*Exercise details*
Top to bottom, give the entries again exactly as written.

*Data supplied*
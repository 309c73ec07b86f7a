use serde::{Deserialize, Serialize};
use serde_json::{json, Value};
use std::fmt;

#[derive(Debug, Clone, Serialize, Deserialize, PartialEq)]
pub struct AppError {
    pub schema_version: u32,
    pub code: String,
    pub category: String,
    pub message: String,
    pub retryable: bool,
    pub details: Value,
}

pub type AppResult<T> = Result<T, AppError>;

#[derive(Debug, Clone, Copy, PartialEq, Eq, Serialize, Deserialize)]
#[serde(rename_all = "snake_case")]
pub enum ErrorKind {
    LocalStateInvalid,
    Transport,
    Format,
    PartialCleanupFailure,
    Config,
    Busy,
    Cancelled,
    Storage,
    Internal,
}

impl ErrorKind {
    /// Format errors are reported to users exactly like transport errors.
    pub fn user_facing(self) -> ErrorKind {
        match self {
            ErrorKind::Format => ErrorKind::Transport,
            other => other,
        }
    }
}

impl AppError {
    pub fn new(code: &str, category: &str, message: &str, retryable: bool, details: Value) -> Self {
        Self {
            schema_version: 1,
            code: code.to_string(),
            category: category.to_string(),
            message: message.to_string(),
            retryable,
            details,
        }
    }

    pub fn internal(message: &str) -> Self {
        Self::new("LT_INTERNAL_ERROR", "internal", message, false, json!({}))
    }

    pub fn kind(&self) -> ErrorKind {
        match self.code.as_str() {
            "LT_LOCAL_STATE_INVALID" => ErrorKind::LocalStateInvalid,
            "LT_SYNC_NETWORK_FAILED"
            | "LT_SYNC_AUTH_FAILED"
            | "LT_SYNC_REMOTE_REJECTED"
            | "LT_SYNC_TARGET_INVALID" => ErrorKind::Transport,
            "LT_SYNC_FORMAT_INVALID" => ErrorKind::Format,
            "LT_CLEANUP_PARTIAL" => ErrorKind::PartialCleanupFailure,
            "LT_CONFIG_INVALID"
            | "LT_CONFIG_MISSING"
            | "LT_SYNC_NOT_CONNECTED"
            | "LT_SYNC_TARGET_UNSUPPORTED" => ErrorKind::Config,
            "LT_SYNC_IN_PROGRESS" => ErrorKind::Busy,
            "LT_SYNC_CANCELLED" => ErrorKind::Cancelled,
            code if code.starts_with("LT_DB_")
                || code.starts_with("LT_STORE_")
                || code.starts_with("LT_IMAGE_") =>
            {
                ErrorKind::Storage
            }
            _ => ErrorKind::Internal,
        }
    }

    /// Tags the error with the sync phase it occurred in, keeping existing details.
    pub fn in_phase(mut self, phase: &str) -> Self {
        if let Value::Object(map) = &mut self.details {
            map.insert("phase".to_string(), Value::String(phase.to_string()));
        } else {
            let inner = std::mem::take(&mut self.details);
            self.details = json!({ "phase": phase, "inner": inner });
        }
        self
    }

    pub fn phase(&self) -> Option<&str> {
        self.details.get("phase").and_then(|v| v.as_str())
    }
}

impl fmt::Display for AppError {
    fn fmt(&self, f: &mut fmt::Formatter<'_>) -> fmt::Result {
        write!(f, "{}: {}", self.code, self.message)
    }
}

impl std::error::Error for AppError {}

*Reply*
repository 309c73ec07b86f7a
use serde::{Deserialize, Serialize};
use serde_json::{json, Value};
use std::fmt;

#[derive(Debug, Clone, Serialize, Deserialize, PartialEq)]
pub struct AppError {
    pub schema_version: u32,
    pub code: String,
    pub category: String,
    pub message: String,
    pub retryable: bool,
    pub details: Value,
}

pub type AppResult<T> = Result<T, AppError>;

#[derive(Debug, Clone, Copy, PartialEq, Eq, Serialize, Deserialize)]
#[serde(rename_all = "snake_case")]
pub enum ErrorKind {
    LocalStateInvalid,
    Transport,
    Format,
    PartialCleanupFailure,
    Config,
    Busy,
    Cancelled,
    Storage,
    Internal,
}

impl ErrorKind {
    /// Format errors are reported to users exactly like transport errors.
    pub fn user_facing(self) -> ErrorKind {
        match self {
            ErrorKind::Format => ErrorKind::Transport,
            other => other,
        }
    }
}

impl AppError {
    pub fn new(code: &str, category: &str, message: &str, retryable: bool, details: Value) -> Self {
        Self {
            schema_version: 1,
            code: code.to_string(),
            category: category.to_string(),
            message: message.to_string(),
            retryable,
            details,
        }
    }

    pub fn internal(message: &str) -> Self {
        Self::new("LT_INTERNAL_ERROR", "internal", message, false, json!({}))
    }

    pub fn kind(&self) -> ErrorKind {
        match self.code.as_str() {
            "LT_LOCAL_STATE_INVALID" => ErrorKind::LocalStateInvalid,
            "LT_SYNC_NETWORK_FAILED"
            | "LT_SYNC_AUTH_FAILED"
            | "LT_SYNC_REMOTE_REJECTED"
            | "LT_SYNC_TARGET_INVALID" => ErrorKind::Transport,
            "LT_SYNC_FORMAT_INVALID" => ErrorKind::Format,
            "LT_CLEANUP_PARTIAL" => ErrorKind::PartialCleanupFailure,
            "LT_CONFIG_INVALID"
            | "LT_CONFIG_MISSING"
            | "LT_SYNC_NOT_CONNECTED"
            | "LT_SYNC_TARGET_UNSUPPORTED" => ErrorKind::Config,
            "LT_SYNC_IN_PROGRESS" => ErrorKind::Busy,
            "LT_SYNC_CANCELLED" => ErrorKind::Cancelled,
            code if code.starts_with("LT_DB_")
                || code.starts_with("LT_STORE_")
                || code.starts_with("LT_IMAGE_") =>
            {
                ErrorKind::Storage
            }
            _ => ErrorKind::Internal,
        }
    }

    /// Tags the error with the sync phase it occurred in, keeping existing details.
    pub fn in_phase(mut self, phase: &str) -> Self {
        if let Value::Object(map) = &mut self.details {
            map.insert("phase".to_string(), Value::String(phase.to_string()));
        } else {
            let inner = std::mem::take(&mut self.details);
            self.details = json!({ "phase": phase, "inner": inner });
        }
        self
    }

    pub fn phase(&self) -> Option<&str> {
        self.details.get("phase").and_then(|v| v.as_str())
    }
}

impl fmt::Display for AppError {
    fn fmt(&self, f: &mut fmt::Formatter<'_>) -> fmt::Result {
        write!(f, "{}: {}", self.code, self.message)
    }
}

impl std::error::Error for AppError {}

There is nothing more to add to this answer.